Naczelny Sąd Administracyjny oddalił skargę kasacyjną spółki, która uważała, że poborca podatkowy bezprawnie zarekwirował pieniądze z automatów do gier.

Chodziło o 170 zł zajęte w czasie kontroli w salonie gier spółki na poczet kary w wysokości ponad 10 tys. zł. Spółka uważała, że egzekucja była bezprawna, bo poborca zajął pieniądze wyjęte z automatów do gier.
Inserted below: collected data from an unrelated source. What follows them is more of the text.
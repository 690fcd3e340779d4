//! Parse error type.

use ts2c_diagnostic::{Diagnostic, ErrorCode};
use ts2c_ir::Span;

/// Parse error with error code for rich diagnostics.
#[derive(Clone, Eq, PartialEq, Hash, Debug)]
pub struct ParseError {
    pub code: ErrorCode,
    pub message: String,
    pub span: Span,
    /// Label text; defaults to "here".
    pub context: Option<String>,
}

impl ParseError {
    pub fn new(code: ErrorCode, message: impl Into<String>, span: Span) -> Self {
        ParseError {
            code,
            message: message.into(),
            span,
            context: None,
        }
    }

    #[must_use]
    pub fn with_context(mut self, context: impl Into<String>) -> Self {
        self.context = Some(context.into());
        self
    }

    pub fn to_diagnostic(&self) -> Diagnostic {
        Diagnostic::error(self.code)
            .with_message(&self.message)
            .with_label(self.span, self.context.as_deref().unwrap_or("here"))
    }
}
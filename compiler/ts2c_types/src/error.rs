use thiserror::Error;
use ts2c_diagnostic::{Diagnostic, ErrorCode};

/// Inference failures that abort compilation.
#[derive(Clone, Debug, Error, PartialEq, Eq)]
pub enum InferenceError {
    #[error("type inference did not converge after {iterations} iterations")]
    FixpointDiverged { iterations: usize },
}

impl InferenceError {
    pub fn to_diagnostic(&self) -> Diagnostic {
        match self {
            InferenceError::FixpointDiverged { iterations } => Diagnostic::error(ErrorCode::E9002)
                .with_message(self.to_string())
                .with_note(format!(
                    "a value's type kept growing for {iterations} passes, \
                     usually because a container is stored inside itself"
                )),
        }
    }
}
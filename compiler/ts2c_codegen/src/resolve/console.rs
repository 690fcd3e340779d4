//! `console.log` as a sequence of typed `printf` calls.

use ts2c_ir::{Ast, CallSite, NodeKind};
use ts2c_types::{NativeType, Primitive, TypeQuery};

use super::CallResolver;
use crate::ctype::string_literal;
use crate::lower::{index_loop, Code, LowerCx, Lowered};
use crate::runtime::keys;

pub struct ConsoleLog;

impl CallResolver for ConsoleLog {
    fn matches(&self, _ast: &Ast, _types: &dyn TypeQuery, site: &CallSite) -> bool {
        site.is_qualified("console", "log")
    }

    fn return_type(&self, _ast: &Ast, _types: &dyn TypeQuery, _site: &CallSite) -> NativeType {
        NativeType::VOID
    }

    fn lower(&self, cx: &mut LowerCx<'_>, site: &CallSite) -> Lowered {
        cx.require(keys::STDIO);
        let ast = cx.ast;
        let mut out = Vec::new();
        let mut printf = Printf::default();
        for (position, &arg) in site.args.iter().enumerate() {
            if position > 0 {
                printf.text(" ");
            }
            if let NodeKind::Str { value } = ast.kind(ast.unparen(arg)) {
                printf.text(cx.lookup(*value));
                continue;
            }
            let ty = cx.type_of(arg);
            let text = cx.text(arg, &mut out);
            print_value(cx, &mut printf, &mut out, &text, ty, false);
        }
        printf.text("\n");
        printf.flush(&mut out);
        Code::with_hoisted(String::new(), out).boxed()
    }
}

/// Pending `printf` format and arguments; adjacent pieces share one call.
#[derive(Default)]
struct Printf {
    format: String,
    args: Vec<String>,
}

impl Printf {
    fn text(&mut self, text: &str) {
        self.format.push_str(&text.replace('%', "%%"));
    }

    fn value(&mut self, spec: &str, arg: String) {
        self.format.push_str(spec);
        self.args.push(arg);
    }

    fn flush(&mut self, out: &mut Vec<String>) {
        if self.format.is_empty() {
            return;
        }
        let format = string_literal(&std::mem::take(&mut self.format));
        let args = std::mem::take(&mut self.args);
        if args.is_empty() {
            out.push(format!("printf({format});"));
        } else {
            out.push(format!("printf({format}, {});", args.join(", ")));
        }
    }
}

/// Print the value `text` of type `ty`. Strings nested in containers are
/// quoted.
fn print_value(
    cx: &mut LowerCx<'_>,
    printf: &mut Printf,
    out: &mut Vec<String>,
    text: &str,
    ty: &NativeType,
    nested: bool,
) {
    match ty {
        NativeType::Primitive(primitive) => match primitive {
            Primitive::Str if nested => printf.value("\"%s\"", text.to_string()),
            Primitive::Str => printf.value("%s", text.to_string()),
            Primitive::Int => printf.value("%d", text.to_string()),
            Primitive::Long => printf.value("%ld", format!("(long){text}")),
            Primitive::Float => printf.value("%f", text.to_string()),
            Primitive::Bool => printf.value("%s", format!("{text} ? \"true\" : \"false\"")),
            Primitive::Void => printf.text("undefined"),
            Primitive::Pointer | Primitive::Boxed | Primitive::Native(_) => {
                printf.text("[object]");
            }
        },
        NativeType::Array(array) => {
            let bound = if array.dynamic {
                format!("{text}->size")
            } else {
                array.capacity.to_string()
            };
            let element = if array.dynamic {
                format!("{text}->data")
            } else {
                text.to_string()
            };
            printf.text("[ ");
            printf.flush(out);
            let index = cx.fresh_local("i", &NativeType::INT);
            let mut body = vec![format!("if ({index} != 0)\n    printf(\", \");")];
            let mut inner = Printf::default();
            print_value(
                cx,
                &mut inner,
                &mut body,
                &format!("{element}[{index}]"),
                &array.element,
                true,
            );
            inner.flush(&mut body);
            out.push(index_loop(&index, &bound, &body));
            printf.text(" ]");
        }
        NativeType::Dict(element) => {
            printf.text("{ ");
            printf.flush(out);
            let index = cx.fresh_local("i", &NativeType::INT);
            let mut body = vec![format!("if ({index} != 0)\n    printf(\", \");")];
            let mut inner = Printf::default();
            inner.value("\"%s\": ", format!("{text}->index->data[{index}]"));
            print_value(
                cx,
                &mut inner,
                &mut body,
                &format!("{text}->values->data[{index}]"),
                element,
                true,
            );
            inner.flush(&mut body);
            out.push(index_loop(&index, &format!("{text}->index->size"), &body));
            printf.text(" }");
        }
        NativeType::Struct(shape) => {
            printf.text("{ ");
            for (position, (field, field_ty)) in shape.fields.iter().enumerate() {
                if position > 0 {
                    printf.text(", ");
                }
                printf.text(&format!("\"{field}\": "));
                print_value(cx, printf, out, &format!("{text}->{field}"), field_ty, true);
            }
            printf.text(" }");
        }
    }
}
Zastosowany środek egzekucyjny był zdaniem podatnika zbyt uciążliwy, bo uniemożliwiał dalszą grę, czyli prowadzenie działalności.

Czytaj też: Automaty do gry: 400 wyroków grzywny zamiast kary więzienia

Ta argumentacja nie przekonała ani urzędników, ani sądów.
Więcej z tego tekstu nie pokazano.